Entries taken from a collection
════════════════
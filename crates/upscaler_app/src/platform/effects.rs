use std::time::{Duration, Instant};

use chrono::Utc;
use engine_logging::{engine_debug, engine_info, engine_warn};
use upscaler_core::{cache_busted_url, Effect, Msg, StatusReport, VerificationOutcome};
use upscaler_engine::{
    enhanced_filename, ApiError, EngineEvent, EngineHandle, HealthResponse, JobStatusResponse,
    UploadFile, VerifyResponse,
};

use super::files::candidate_from_download;
use super::persistence::SessionCache;

/// Executes core effects: network work goes to the engine, session writes
/// go to the cache. Engine results come back through [`EffectRunner::next_msg`].
pub struct EffectRunner {
    engine: EngineHandle,
    cache: SessionCache,
}

impl EffectRunner {
    pub fn new(engine: EngineHandle, cache: SessionCache) -> Self {
        Self { engine, cache }
    }

    pub fn cache(&self) -> &SessionCache {
        &self.cache
    }

    pub fn enqueue(&self, effects: Vec<Effect>) {
        for effect in effects {
            match effect {
                Effect::PersistSession(snapshot) => self.cache.store(&snapshot),
                Effect::ClearCachedSession => self.cache.clear(),
                Effect::VerifyCredential {
                    sign_in,
                    credential,
                } => {
                    engine_debug!(
                        "VerifyCredential sign_in={} token_len={}",
                        sign_in,
                        credential.expose().len()
                    );
                    self.engine.verify(sign_in, credential.expose());
                }
                Effect::FetchTestImage { url } => {
                    engine_info!("FetchTestImage url={}", url);
                    self.engine.fetch_image(url);
                }
                Effect::UploadFile { ticket, file } => {
                    self.engine.upload(
                        ticket,
                        UploadFile {
                            name: file.name,
                            mime: file.mime,
                            bytes: file.bytes,
                        },
                    );
                }
                Effect::PollStatus {
                    ticket,
                    job_id,
                    delay,
                } => self.engine.poll_status(ticket, job_id, delay),
                Effect::LoadEnhancedImage {
                    ticket,
                    url,
                    retry,
                    delay,
                } => {
                    let url = cache_busted_url(&url, retry, Utc::now().timestamp_millis());
                    self.engine.load_asset(ticket, url, delay);
                }
                Effect::CancelTicket { ticket } => self.engine.cancel(ticket),
                Effect::SaveDownload {
                    url,
                    job_id,
                    input_file,
                } => {
                    let file_name = enhanced_filename(input_file.as_deref(), &job_id, &url);
                    engine_info!("SaveDownload job_id={} file={}", job_id, file_name);
                    self.engine.download(url, file_name);
                }
            }
        }
    }

    /// Waits up to `timeout` for the next engine result that maps to a message.
    pub fn next_msg(&self, timeout: Duration) -> Option<Msg> {
        let deadline = Instant::now() + timeout;
        loop {
            let remaining = deadline.saturating_duration_since(Instant::now());
            let event = self.engine.recv_timeout(remaining)?;
            if let Some(msg) = map_event(event) {
                return Some(msg);
            }
            if remaining.is_zero() {
                return None;
            }
        }
    }

    /// Asks the service for its health, waiting up to `timeout`.
    pub fn check_health(&self, timeout: Duration) -> Option<Result<HealthResponse, ApiError>> {
        self.engine.check_health();
        let deadline = Instant::now() + timeout;
        loop {
            let remaining = deadline.saturating_duration_since(Instant::now());
            match self.engine.recv_timeout(remaining)? {
                EngineEvent::Health { result } => return Some(result),
                other => engine_debug!("Ignoring event while checking health: {:?}", other),
            }
        }
    }
}

fn map_event(event: EngineEvent) -> Option<Msg> {
    let msg = match event {
        EngineEvent::Uploaded { ticket, result } => match result {
            Ok(response) => Msg::UploadSucceeded {
                ticket,
                job_id: response.job_id,
                input_file: response.input_file,
            },
            Err(err) => Msg::UploadFailed {
                ticket,
                message: err.to_string(),
            },
        },
        EngineEvent::StatusPolled { ticket, result } => match result {
            Ok(response) => Msg::StatusReceived {
                ticket,
                report: status_report(response),
            },
            Err(err) => Msg::StatusFailed {
                ticket,
                message: err.to_string(),
            },
        },
        EngineEvent::AssetLoaded { ticket, result } => match result {
            Ok(bytes) => Msg::EnhancedImageLoaded { ticket, bytes },
            Err(err) => Msg::EnhancedImageFailed {
                ticket,
                message: err.to_string(),
            },
        },
        EngineEvent::CredentialChecked { sign_in, result } => Msg::CredentialChecked {
            sign_in,
            outcome: verification_outcome(result),
        },
        EngineEvent::ImageFetched { result } => match result {
            Ok(asset) => Msg::TestImageLoaded(candidate_from_download(
                asset.file_name(),
                asset.content_type.as_deref(),
                asset.bytes.to_vec(),
            )),
            Err(err) => Msg::TestImageFailed(err.to_string()),
        },
        EngineEvent::Downloaded { result } => Msg::DownloadFinished(
            result
                .map(|path| path.display().to_string())
                .map_err(|err| err.to_string()),
        ),
        EngineEvent::Health { result } => {
            engine_debug!("Unsolicited health result: {:?}", result);
            return None;
        }
    };
    Some(msg)
}

/// A download URL means done; a `failed` status is terminal; anything else
/// is still processing.
pub fn status_report(response: JobStatusResponse) -> StatusReport {
    if let Some(download_url) = response.download_url.filter(|url| !url.trim().is_empty()) {
        return StatusReport::Ready { download_url };
    }
    if response
        .status
        .as_deref()
        .is_some_and(|status| status.eq_ignore_ascii_case("failed"))
    {
        return StatusReport::Failed {
            error: response
                .error
                .unwrap_or_else(|| "Processing failed".to_string()),
        };
    }
    StatusReport::Processing {
        stage: response.stage,
        progress: response.progress,
    }
}

pub fn verification_outcome(result: Result<VerifyResponse, ApiError>) -> VerificationOutcome {
    match result {
        Ok(response) if response.valid => VerificationOutcome::Verified,
        Ok(_) => VerificationOutcome::Rejected("auth service rejected the credential".to_string()),
        Err(err) => {
            engine_warn!("Credential verification failed: {}", err);
            VerificationOutcome::Unavailable(err.to_string())
        }
    }
}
════════════════
What you need to do
Using the records above, report each line with the string "effects".

Answer below
filename crates/upscaler_app/src/platform/effects.rs
/// Executes core effects: network work goes to the engine, session writes
    pub fn enqueue(&self, effects: Vec<Effect>) {
        for effect in effects {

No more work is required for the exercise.